= Your assignment =
Go to the line containing "pub struct ManifestRecord" in the records below and print it and every following line exactly, on through the line containing "of, in manifest", then stop.

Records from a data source
+++++

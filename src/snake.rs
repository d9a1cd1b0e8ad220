use Direction::*;

// Signed so a head that steps past the border is still representable.
#[derive(Debug, Copy, Clone, PartialEq, Eq, Hash)]
pub struct Position {
    pub x: i32,
    pub y: i32,
}

impl Position {
    pub fn new(x: i32, y: i32) -> Self {
        Position { x, y }
    }

    pub fn moved(self, direction: Direction) -> Self {
        let (dx, dy) = direction.delta();
        Position { x: self.x + dx, y: self.y + dy }
    }
}

#[derive(Debug, Copy, Clone, PartialEq, Eq)]
pub enum Direction {
    Up,
    Down,
    Left,
    Right
}

impl Direction {
    pub fn opposite(self) -> Direction {
        match self {
            Up => Down,
            Down => Up,
            Left => Right,
            Right => Left,
        }
    }

    pub fn is_opposite(self, other: Direction) -> bool {
        self.opposite() == other
    }

    pub fn delta(self) -> (i32, i32) {
        match self {
            Up => (0, -1),
            Down => (0, 1),
            Left => (-1, 0),
            Right => (1, 0),
        }
    }
}

/// Snake body, head at index 0.
///
/// The body buffer is allocated once with room for the longest snake the board
/// can hold, so moving and growing never reallocate.
#[derive(Debug, Clone)]
pub struct Snake {
    body: Vec<Position>,
    direction: Direction,
    max_len: usize,
}

impl Snake {
    pub fn new(head: Position, size: usize, direction: Direction, max_len: usize) -> Self {
        let (dx, dy) = direction.delta();

        let mut body = Vec::with_capacity(max_len.max(size));
        body.extend((0..size as i32).map(|i| Position::new(head.x - dx * i, head.y - dy * i)));

        Snake { body, direction, max_len }
    }

    pub fn body(&self) -> &[Position] {
        &self.body
    }

    pub fn head(&self) -> Position {
        self.body[0]
    }

    pub fn len(&self) -> usize {
        self.body.len()
    }

    pub fn is_empty(&self) -> bool {
        self.body.is_empty()
    }

    pub fn max_len(&self) -> usize {
        self.max_len
    }

    pub fn direction(&self) -> Direction {
        self.direction
    }

    /// Shift every segment onto its predecessor, then displace the head.
    /// Returns the tail cell given up by the shift.
    pub fn move_step(&mut self, direction: Direction) -> Position {
        let len = self.body.len();
        let vacated_tail = self.body[len - 1];

        self.body.copy_within(0..len - 1, 1);
        self.direction = direction;
        self.body[0] = self.body[0].moved(direction);

        vacated_tail
    }

    /// Returns false at maximum length.
    pub fn grow(&mut self, vacated_tail: Position) -> bool {
        if self.body.len() >= self.max_len {
            return false;
        }

        self.body.push(vacated_tail);
        true
    }

    pub fn occupies(&self, pos: Position) -> bool {
        self.body.contains(&pos)
    }

    pub fn head_hits_body(&self) -> bool {
        let head = self.head();
        self.body[1..].contains(&head)
    }
}

#[cfg(test)]
mod tests {
    use super::*;

    fn snake_at(x: i32, y: i32, size: usize, direction: Direction) -> Snake {
        Snake::new(Position::new(x, y), size, direction, 100)
    }

    #[test]
    fn test_new_trails_behind_head() {
        let snake = snake_at(5, 5, 3, Right);
        assert_eq!(
            snake.body(),
            &[Position::new(5, 5), Position::new(4, 5), Position::new(3, 5)]
        );

        let snake = snake_at(5, 5, 3, Up);
        assert_eq!(snake.body()[2], Position::new(5, 7));
    }

    #[test]
    fn test_opposites() {
        assert!(Up.is_opposite(Down));
        assert!(Left.is_opposite(Right));
        assert!(!Up.is_opposite(Left));
        assert!(!Right.is_opposite(Right));
    }

    #[test]
    fn test_move_shifts_then_displaces_head() {
        let mut snake = snake_at(5, 5, 3, Right);
        let vacated = snake.move_step(Down);

        assert_eq!(vacated, Position::new(3, 5));
        assert_eq!(snake.direction(), Down);
        assert_eq!(
            snake.body(),
            &[Position::new(5, 6), Position::new(5, 5), Position::new(4, 5)]
        );
    }

    #[test]
    fn test_grow_reclaims_vacated_tail() {
        let mut snake = snake_at(5, 5, 3, Right);
        let vacated = snake.move_step(Right);

        assert!(snake.grow(vacated));
        assert_eq!(snake.len(), 4);
        assert_eq!(snake.body()[3], Position::new(3, 5));
    }

    #[test]
    fn test_grow_stops_at_max_len() {
        let mut snake = Snake::new(Position::new(5, 5), 3, Right, 3);
        let vacated = snake.move_step(Right);

        assert!(!snake.grow(vacated));
        assert_eq!(snake.len(), 3);
    }

    #[test]
    fn test_body_does_not_reallocate() {
        let mut snake = snake_at(5, 5, 3, Right);
        let ptr = snake.body().as_ptr();

        for _ in 0..10 {
            let vacated = snake.move_step(Right);
            snake.grow(vacated);
        }

        assert_eq!(snake.body().as_ptr(), ptr);
    }

    #[test]
    fn test_head_hits_body() {
        let mut snake = snake_at(5, 5, 5, Right);
        assert!(!snake.head_hits_body());

        snake.move_step(Down);
        snake.move_step(Left);
        snake.move_step(Up);
        assert!(snake.head_hits_body());
    }
}
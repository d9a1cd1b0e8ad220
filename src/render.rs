use std::fmt;

use crate::game::GameState;
use crate::snake::Position;

pub const BORDER_CHAR: char = '#';
pub const EMPTY_CHAR: char = ' ';
pub const SNAKE_HEAD_CHAR: char = 'O';
pub const SNAKE_BODY_CHAR: char = 'o';
pub const FOOD_CHAR: char = '*';

#[derive(Debug, Clone, PartialEq, Eq)]
pub struct Frame {
    rows: Vec<String>,
    score: u32,
    length: usize,
}

impl Frame {
    pub fn of(state: &GameState) -> Self {
        let board = state.board();
        let (width, height) = (board.width as usize, board.height as usize);
        let mut grid = vec![vec![EMPTY_CHAR; width]; height];

        for (y, row) in grid.iter_mut().enumerate() {
            for (x, cell) in row.iter_mut().enumerate() {
                if x == 0 || y == 0 || x == width - 1 || y == height - 1 {
                    *cell = BORDER_CHAR;
                }
            }
        }

        let mut paint = |pos: Position, ch: char| {
            if pos.x >= 0 && pos.y >= 0 && (pos.x as usize) < width && (pos.y as usize) < height {
                grid[pos.y as usize][pos.x as usize] = ch;
            }
        };

        for pos in state.snake().body().iter().skip(1) {
            paint(*pos, SNAKE_BODY_CHAR);
        }
        // After the body, so a head that ran into it stays visible.
        paint(state.snake().head(), SNAKE_HEAD_CHAR);

        // Once the board is full the last food is under the head.
        if state.food() != state.snake().head() {
            paint(state.food(), FOOD_CHAR);
        }

        let rows = grid.into_iter().map(|row| row.into_iter().collect()).collect();
        Frame { rows, score: state.score(), length: state.snake().len() }
    }

    pub fn rows(&self) -> &[String] {
        &self.rows
    }

    pub fn status_line(&self) -> String {
        format!("Score: {} | Length: {}", self.score, self.length)
    }
}

impl fmt::Display for Frame {
    fn fmt(&self, f: &mut fmt::Formatter<'_>) -> fmt::Result {
        for row in &self.rows {
            writeln!(f, "{}", row)?;
        }
        write!(f, "{}", self.status_line())
    }
}
use std::fs;
use std::path::Path;

use anyhow::{Context, Result};
use quick_xml::events::{BytesDecl, BytesEnd, BytesStart, Event};
use quick_xml::Writer;

/// One hardlink-style replacement operation: the destination is replaced
/// by the file at the source path.
#[derive(Debug, Clone, PartialEq, Eq)]
pub struct HardlinkOperation {
    pub source: String,
    pub destination: String,
}

/// Pending-operation queue document.
///
/// The consuming mechanism expects the post-restart operation list first;
/// every crafted operation lands there, and the trailing second-phase list
/// stays empty.
#[derive(Debug, Clone, Default)]
pub struct PendingXml {
    post_restart: Vec<HardlinkOperation>,
}

impl PendingXml {
    pub fn new() -> Self {
        Self::default()
    }

    pub fn push_hardlink(&mut self, operation: HardlinkOperation) {
        self.post_restart.push(operation);
    }

    pub fn operations(&self) -> &[HardlinkOperation] {
        &self.post_restart
    }

    pub fn is_empty(&self) -> bool {
        self.post_restart.is_empty()
    }

    pub fn to_xml_string(&self) -> Result<String> {
        let mut writer = Writer::new_with_indent(Vec::new(), b' ', 4);
        writer.write_event(Event::Decl(BytesDecl::new("1.0", Some("utf-8"), None)))?;

        let mut transaction = BytesStart::new("PendingTransaction");
        transaction.push_attribute(("Version", "3.1"));
        writer.write_event(Event::Start(transaction))?;

        let mut post_restart = BytesStart::new("POQ");
        post_restart.push_attribute(("postAction", "reboot"));
        writer.write_event(Event::Start(post_restart))?;
        for operation in &self.post_restart {
            let mut element = BytesStart::new("HardlinkFile");
            element.push_attribute(("source", operation.source.as_str()));
            element.push_attribute(("destination", operation.destination.as_str()));
            writer.write_event(Event::Empty(element))?;
        }
        writer.write_event(Event::End(BytesEnd::new("POQ")))?;

        // Second execution phase, unused by the crafting engine.
        writer.write_event(Event::Empty(BytesStart::new("POQ")))?;

        writer.write_event(Event::End(BytesEnd::new("PendingTransaction")))?;

        String::from_utf8(writer.into_inner()).context("queue document is not valid UTF-8")
    }

    /// Persists the serialized document.
    pub fn write_to(&self, path: &Path) -> Result<()> {
        let document = self.to_xml_string()?;
        fs::write(path, document)
            .with_context(|| format!("failed writing queue document: {}", path.display()))
    }
}
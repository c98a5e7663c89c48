use std::fs;
use std::path::Path;

use anyhow::{Context, Result};

/// The canonical full manifest document every differential record is
/// patched against. Loaded once at process startup and shared read-only.
#[derive(Debug, Clone)]
pub struct BaseManifest {
    bytes: Vec<u8>,
}

impl BaseManifest {
    pub fn load(path: &Path) -> Result<Self> {
        let bytes = fs::read(path)
            .with_context(|| format!("failed reading base manifest: {}", path.display()))?;
        Ok(Self::from_bytes(bytes))
    }

    pub fn from_bytes(bytes: Vec<u8>) -> Self {
        Self { bytes }
    }

    pub fn as_bytes(&self) -> &[u8] {
        &self.bytes
    }
}
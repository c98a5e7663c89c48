use std::path::PathBuf;

use crate::winpath::file_name_component;

/// One declared file replacement: `destination` is downgraded to the bytes
/// at `source`.
#[derive(Debug, Clone, PartialEq, Eq)]
pub struct UpdateFile {
    /// Path whose bytes replace the destination. May point at a
    /// not-yet-existing file until resolved from the component archive.
    pub source: PathBuf,
    /// File to be replaced. Must exist on the live filesystem.
    pub destination: PathBuf,
    /// True while `source` still has to be discovered from the archive.
    pub needs_resolution: bool,
    /// Reserved for the downgrade-persistence hook.
    pub persisted: bool,
}

impl UpdateFile {
    pub fn new(
        source: impl Into<PathBuf>,
        destination: impl Into<PathBuf>,
        needs_resolution: bool,
    ) -> Self {
        Self {
            source: source.into(),
            destination: destination.into(),
            needs_resolution,
            persisted: false,
        }
    }

    /// Fills in a source discovered from the archive.
    pub fn resolve_source(&mut self, source: impl Into<PathBuf>) {
        self.source = source.into();
        self.needs_resolution = false;
    }

    pub fn destination_file_name(&self) -> String {
        file_name_component(&self.destination.to_string_lossy()).to_string()
    }
}
use std::io::{Read, Write};

use anyhow::{Context, Result};

use crate::base::BaseManifest;

/// Marker prefixing a differentially-encoded manifest record.
pub const DELTA_MANIFEST_MARKER: [u8; 4] = *b"DCM\x01";

const DELTA_COMPRESSION_LEVEL: i32 = 3;

pub fn is_delta_manifest(raw: &[u8]) -> bool {
    raw.starts_with(&DELTA_MANIFEST_MARKER)
}

/// Reconstructs the full manifest document from a raw archive record.
///
/// A record carrying the delta marker is a patch: the marker is stripped
/// and the remainder is applied against `base`, using the base document as
/// decoder dictionary. Anything else is already a full document and is
/// returned unchanged, byte-for-byte. A patch that does not apply is fatal
/// for the record, never a silent fallback.
pub fn decode_manifest_buffer(raw: &[u8], base: &BaseManifest) -> Result<Vec<u8>> {
    if !is_delta_manifest(raw) {
        return Ok(raw.to_vec());
    }

    let patch = &raw[DELTA_MANIFEST_MARKER.len()..];
    let dictionary = zstd::dict::DecoderDictionary::copy(base.as_bytes());
    let mut decoder = zstd::stream::Decoder::with_prepared_dictionary(patch, &dictionary)
        .context("manifest-decode-failed: failed preparing the delta decoder")?;

    let mut document = Vec::new();
    decoder
        .read_to_end(&mut document)
        .context("manifest-decode-failed: delta patch does not apply against the base document")?;
    Ok(document)
}

/// Inverse of [`decode_manifest_buffer`]: encodes `document` as a
/// marker-prefixed delta against `base`. Used by archive tooling and test
/// fixtures.
pub fn encode_manifest_delta(document: &[u8], base: &BaseManifest) -> Result<Vec<u8>> {
    let dictionary = zstd::dict::EncoderDictionary::copy(base.as_bytes(), DELTA_COMPRESSION_LEVEL);
    let mut delta = DELTA_MANIFEST_MARKER.to_vec();

    let mut encoder = zstd::stream::Encoder::with_prepared_dictionary(&mut delta, &dictionary)
        .context("failed preparing the delta encoder")?;
    encoder
        .write_all(document)
        .context("failed encoding manifest delta")?;
    encoder.finish().context("failed finalizing manifest delta")?;

    Ok(delta)
}
use std::path::PathBuf;

use anyhow::Result;
use clap::Parser;

mod config;
mod flows;
mod render;
mod system;

#[cfg(test)]
mod tests;

/// Crafts a pending-operation queue that downgrades system files to older
/// versions taken from the component archive.
#[derive(Parser, Debug)]
#[command(name = "downdate")]
#[command(
    about = "Craft a customized downgrading update from the component archive",
    long_about = None
)]
struct Cli {
    /// Declarative list of desired file replacements.
    #[arg(
        long,
        value_name = "PATH",
        conflicts_with = "custom_pending_xml",
        required_unless_present = "custom_pending_xml"
    )]
    config_xml: Option<PathBuf>,

    /// Finalized queue document to use as-is instead of crafting one.
    #[arg(long, value_name = "PATH")]
    custom_pending_xml: Option<PathBuf>,

    /// Root of the versioned component archive. Defaults to the live
    /// system's archive.
    #[arg(long, value_name = "DIR")]
    store_root: Option<PathBuf>,

    /// Base manifest document differential records are patched against.
    #[arg(long, value_name = "PATH", requires = "config_xml")]
    base_manifest: Option<PathBuf>,

    /// Where to write the crafted queue document.
    #[arg(long, value_name = "PATH", default_value = "Downgrade.xml")]
    output: PathBuf,

    /// Force an automatic machine restart; the update takes place during
    /// the restart.
    #[arg(long)]
    force_restart: bool,

    /// Seconds to wait before the forced restart.
    #[arg(
        long,
        value_name = "SECONDS",
        default_value_t = 10,
        requires = "force_restart"
    )]
    restart_timeout: u32,

    /// Elevate to the servicing account before queueing (reserved).
    #[arg(long)]
    elevate: bool,

    /// Install missing updates so the downgrade stays invisible (reserved).
    #[arg(long)]
    invisible: bool,

    /// Empty future updates so they cannot overwrite the downgrade
    /// (reserved).
    #[arg(long)]
    persistent: bool,

    /// Patch repair tooling so the downgrade cannot be reverted (reserved).
    #[arg(long)]
    irreversible: bool,
}

fn main() -> Result<()> {
    let cli = Cli::parse();
    flows::run(cli)
}
use std::path::PathBuf;
use std::sync::Arc;

use anyhow::{Context, Result};
use quick_xml::events::BytesStart;
use quick_xml::events::Event;
use quick_xml::Reader;

use downdate_core::{expand_path_variables, normalize_windows_path, read_file_bytes};

use crate::base::BaseManifest;
use crate::delta::decode_manifest_buffer;

/// A manifest file declaration missing a required attribute. The entry is
/// skipped; the rest of the manifest is still honored.
#[derive(Debug, Clone, PartialEq, Eq)]
pub struct SkippedFileEntry {
    pub component: String,
    /// 1-based position of the declaration among the manifest's `file`
    /// elements.
    pub position: usize,
    pub missing_attribute: &'static str,
}

/// One component's manifest, read from the archive and decoded lazily.
///
/// The decoded document and the declared file list are idempotent caches:
/// repeated accessor calls never re-read, re-decode, or re-parse.
#[derive(Debug)]
pub struct ManifestRecord {
    component: String,
    manifest_path: PathBuf,
    base: Arc<BaseManifest>,
    document: Option<Vec<u8>>,
    files: Option<Vec<String>>,
    skipped: Vec<SkippedFileEntry>,
}

impl ManifestRecord {
    pub(crate) fn new(component: String, manifest_path: PathBuf, base: Arc<BaseManifest>) -> Self {
        Self {
            component,
            manifest_path,
            base,
            document: None,
            files: None,
            skipped: Vec::new(),
        }
    }

    pub fn component(&self) -> &str {
        &self.component
    }

    /// Full decoded manifest document bytes.
    pub fn document(&mut self) -> Result<&[u8]> {
        if self.document.is_none() {
            let raw = read_file_bytes(&self.manifest_path)?;
            let decoded = decode_manifest_buffer(&raw, &self.base)
                .with_context(|| format!("component '{}'", self.component))?;
            self.document = Some(decoded);
        }
        Ok(self.document.as_deref().unwrap_or_default())
    }

    /// Absolute paths this component declares ownership of, in manifest
    /// order, with symbolic variables expanded and separators normalized.
    pub fn file_list(&mut self) -> Result<&[String]> {
        if self.files.is_none() {
            self.document()?;
            let document = self.document.clone().unwrap_or_default();
            let (files, skipped) = parse_file_declarations(&self.component, &document)?;
            self.files = Some(files);
            self.skipped = skipped;
        }
        Ok(self.files.as_deref().unwrap_or_default())
    }

    /// Case-insensitive membership test against the declared file list.
    pub fn contains_file(&mut self, candidate: &str) -> Result<bool> {
        let needle = normalize_windows_path(candidate);
        Ok(self
            .file_list()?
            .iter()
            .any(|declared| declared.eq_ignore_ascii_case(&needle)))
    }

    /// Declarations skipped while computing the file list.
    pub fn skipped_entries(&self) -> &[SkippedFileEntry] {
        &self.skipped
    }
}

fn parse_file_declarations(
    component: &str,
    document: &[u8],
) -> Result<(Vec<String>, Vec<SkippedFileEntry>)> {
    let text = std::str::from_utf8(document)
        .with_context(|| format!("manifest for component '{component}' is not valid UTF-8"))?;
    let mut reader = Reader::from_str(text);

    let mut files = Vec::new();
    let mut skipped = Vec::new();
    let mut position = 0_usize;

    loop {
        match reader.read_event() {
            Ok(Event::Start(element) | Event::Empty(element)) => {
                if element.name().local_name().as_ref() != b"file" {
                    continue;
                }
                position += 1;

                let directory = attribute_value(&element, "destinationPath", component)?;
                let name = attribute_value(&element, "name", component)?;
                match (directory, name) {
                    (Some(directory), Some(name)) => {
                        let expanded = expand_path_variables(&directory);
                        files.push(normalize_windows_path(&format!("{expanded}\\{name}")));
                    }
                    (None, _) => skipped.push(SkippedFileEntry {
                        component: component.to_string(),
                        position,
                        missing_attribute: "destinationPath",
                    }),
                    (_, None) => skipped.push(SkippedFileEntry {
                        component: component.to_string(),
                        position,
                        missing_attribute: "name",
                    }),
                }
            }
            Ok(Event::Eof) => break,
            Ok(_) => {}
            Err(err) => {
                return Err(err)
                    .with_context(|| format!("failed parsing manifest for component '{component}'"))
            }
        }
    }

    Ok((files, skipped))
}

fn attribute_value(
    element: &BytesStart<'_>,
    name: &str,
    component: &str,
) -> Result<Option<String>> {
    let attribute = element.try_get_attribute(name).with_context(|| {
        format!("malformed file declaration in manifest for component '{component}'")
    })?;
    match attribute {
        Some(attribute) => {
            let value = attribute.unescape_value().with_context(|| {
                format!("malformed '{name}' attribute in manifest for component '{component}'")
            })?;
            Ok(Some(value.into_owned()))
        }
        None => Ok(None),
    }
}
use std::fs;
use std::path::Path;

use anyhow::{Context, Result};

pub fn path_exists(path: &Path) -> bool {
    path.exists()
}

pub fn read_file_bytes(path: &Path) -> Result<Vec<u8>> {
    fs::read(path).with_context(|| format!("failed reading file: {}", path.display()))
}

/// Byte-for-byte content equality of two existing files.
pub fn files_byte_equal(left: &Path, right: &Path) -> Result<bool> {
    let left_len = fs::metadata(left)
        .with_context(|| format!("failed inspecting file: {}", left.display()))?
        .len();
    let right_len = fs::metadata(right)
        .with_context(|| format!("failed inspecting file: {}", right.display()))?
        .len();
    if left_len != right_len {
        return Ok(false);
    }

    Ok(read_file_bytes(left)? == read_file_bytes(right)?)
}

+++++

= Written response =
pub struct ManifestRecord {
    component: String,
    manifest_path: PathBuf,
    base: Arc<BaseManifest>,
    document: Option<Vec<u8>>,
    files: Option<Vec<String>>,
    skipped: Vec<SkippedFileEntry>,
}

impl ManifestRecord {
    pub(crate) fn new(component: String, manifest_path: PathBuf, base: Arc<BaseManifest>) -> Self {
        Self {
            component,
            manifest_path,
            base,
            document: None,
            files: None,
            skipped: Vec::new(),
        }
    }

    pub fn component(&self) -> &str {
        &self.component
    }

    /// Full decoded manifest document bytes.
    pub fn document(&mut self) -> Result<&[u8]> {
        if self.document.is_none() {
            let raw = read_file_bytes(&self.manifest_path)?;
            let decoded = decode_manifest_buffer(&raw, &self.base)
                .with_context(|| format!("component '{}'", self.component))?;
            self.document = Some(decoded);
        }
        Ok(self.document.as_deref().unwrap_or_default())
    }

    /// Absolute paths this component declares ownership of, in manifest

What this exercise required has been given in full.